In rare case, we can get -ENOSPC when doing roll-forward which triggers

	if (is_valid_blkaddr(sbi, dest, META_POR)) {
		if (src == NULL_ADDR) {
			err = reserve_new_block(&dn);
			f2fs_bug_on(sbi, err);
			...
		}
		...
	}
in do_recover_data.

So, this patch avoids that situation in advance.
Signed-off-by: Jaegeuk Kim <jaegeuk@kernel.org>

dd11a5df

f2fs: support an ioctl to move a range of data blocks · 4dd6f977

Jaegeuk Kim authored Jul 08, 2016

This patch implements moving a range of data blocks from source file to
destination file.
Signed-off-by: Jaegeuk Kim <jaegeuk@kernel.org>

4dd6f977

f2fs: fix to report error number of f2fs_find_entry · 91246c21

Chao Yu authored Jul 19, 2016

This patch fixes to report the right error number of f2fs_find_entry to
its caller.
Signed-off-by: Chao Yu <yuchao0@huawei.com>
Signed-off-by: Jaegeuk Kim <jaegeuk@kernel.org>

91246c21

18 Jul, 2016 1 commit
- f2fs: avoid memory allocation failure due to a long length · 363cad7f
  Jaegeuk Kim authored Jul 16, 2016
```
We need to avoid ENOMEM due to unexpected long length.
Signed-off-by: Jaegeuk Kim <jaegeuk@kernel.org>
```
  363cad7f
15 Jul, 2016 7 commits

f2fs: reset default idle interval value · dcf25fe8

Chao Yu authored Jul 15, 2016

The default value of idle interval is 2 mins, but for most time when
screen shutdown, there are still operations during the 2 mins interval,
and gc's sleep time is about 30 secs to 60 secs, so there is almost no
chance for GC thread to do garbage collecting.
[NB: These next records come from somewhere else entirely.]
//! Request-scoped correlation identifier.
//!
//! The HTTP trace middleware installs a [`TraceId`] in task-local storage for
//! the duration of each request. Domain errors pick it up automatically so a
//! client-visible failure can be matched to the server logs that produced it.
//!
//! Task-locals do not follow `tokio::spawn` or `spawn_blocking`; wrap such work
//! in [`TraceId::scope`] when the identifier must survive the hop.

use std::fmt;
use std::future::Future;
use std::str::FromStr;

use tokio::task_local;
use uuid::Uuid;

/// Response header carrying the trace identifier.
pub const TRACE_ID_HEADER: &str = "trace-id";

task_local! {
    static TRACE_ID: TraceId;
}

/// Per-request trace identifier.
///
/// # Examples
/// ```
/// use campsite::domain::TraceId;
///
/// # tokio::runtime::Runtime::new().unwrap().block_on(async {
/// let id: TraceId = "00000000-0000-0000-0000-000000000000".parse().unwrap();
/// let seen = TraceId::scope(id, async { TraceId::current() }).await;
/// assert_eq!(seen, Some(id));
/// # });
/// ```
#[derive(Debug, Clone, Copy, PartialEq, Eq)]
pub struct TraceId(Uuid);

impl TraceId {
    /// Mint a fresh random identifier.
    #[must_use]
    pub fn generate() -> Self {
        Self(Uuid::new_v4())
    }

    /// The identifier in scope for the current task, if any.
    #[must_use]
    pub fn current() -> Option<Self> {
        TRACE_ID.try_with(|id| *id).ok()
    }

    /// Run `fut` with `trace_id` in scope.
    pub async fn scope<Fut>(trace_id: Self, fut: Fut) -> Fut::Output
    where
        Fut: Future,
    {
        TRACE_ID.scope(trace_id, fut).await
    }
}

impl fmt::Display for TraceId {
    fn fmt(&self, f: &mut fmt::Formatter<'_>) -> fmt::Result {
        self.0.fmt(f)
    }
}

impl FromStr for TraceId {
    type Err = uuid::Error;

    fn from_str(s: &str) -> Result<Self, Self::Err> {
        Uuid::parse_str(s).map(Self)
    }
}

#[cfg(test)]
mod tests {
    use super::*;

    #[tokio::test]
    async fn current_is_none_outside_scope() {
        assert!(TraceId::current().is_none());
    }

    #[tokio::test]
    async fn scope_exposes_identifier() {
        let id = TraceId::generate();
        let seen = TraceId::scope(id, async { TraceId::current() }).await;
        assert_eq!(seen, Some(id));
    }

    #[test]
    fn parses_and_displays_uuid() {
        let raw = "3fa85f64-5717-4562-b3fc-2c963f66afa6";
        let id: TraceId = raw.parse().expect("valid uuid");
        assert_eq!(id.to_string(), raw);
    }
}
//! Port for image hosting.

use async_trait::async_trait;

use super::define_port_error;

define_port_error! {
    /// Errors raised by image host adapters.
    pub enum ImageHostError {
        /// Transport failure or timeout.
        Transport { message: String } => "image host transport failed: {message}",
        /// The host refused the upload.
        Rejected { status: u16, message: String } => "image host rejected upload ({status}): {message}",
        /// The host is not configured.
        Disabled => "image uploads are not configured",
    }
}

#[cfg_attr(test, mockall::automock)]
#[async_trait]
pub trait ImageHost: Send + Sync {
    /// Upload the image and return its public URL.
    async fn upload(&self, bytes: Vec<u8>) -> Result<String, ImageHostError>;
}

/// Image host used when no upload target is configured.
#[derive(Debug, Default, Clone, Copy)]
pub struct DisabledImageHost;

#[async_trait]
impl ImageHost for DisabledImageHost {
    async fn upload(&self, _bytes: Vec<u8>) -> Result<String, ImageHostError> {
        Err(ImageHostError::disabled())
    }
}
Set default value of idle interval value from 2 mins to 5 secs for
fixing.
Signed-off-by: Chao Yu <yuchao0@huawei.com>
Signed-off-by: Jaegeuk Kim <jaegeuk@kernel.org>

dcf25fe8

f2fs: use blk_plug in all the possible paths · 9dfa1baf

Jaegeuk Kim authored Jul 13, 2016

This patch reverts 19a5f5e2 (f2fs: drop any block plugging),
and adds blk_plug in write paths additionally.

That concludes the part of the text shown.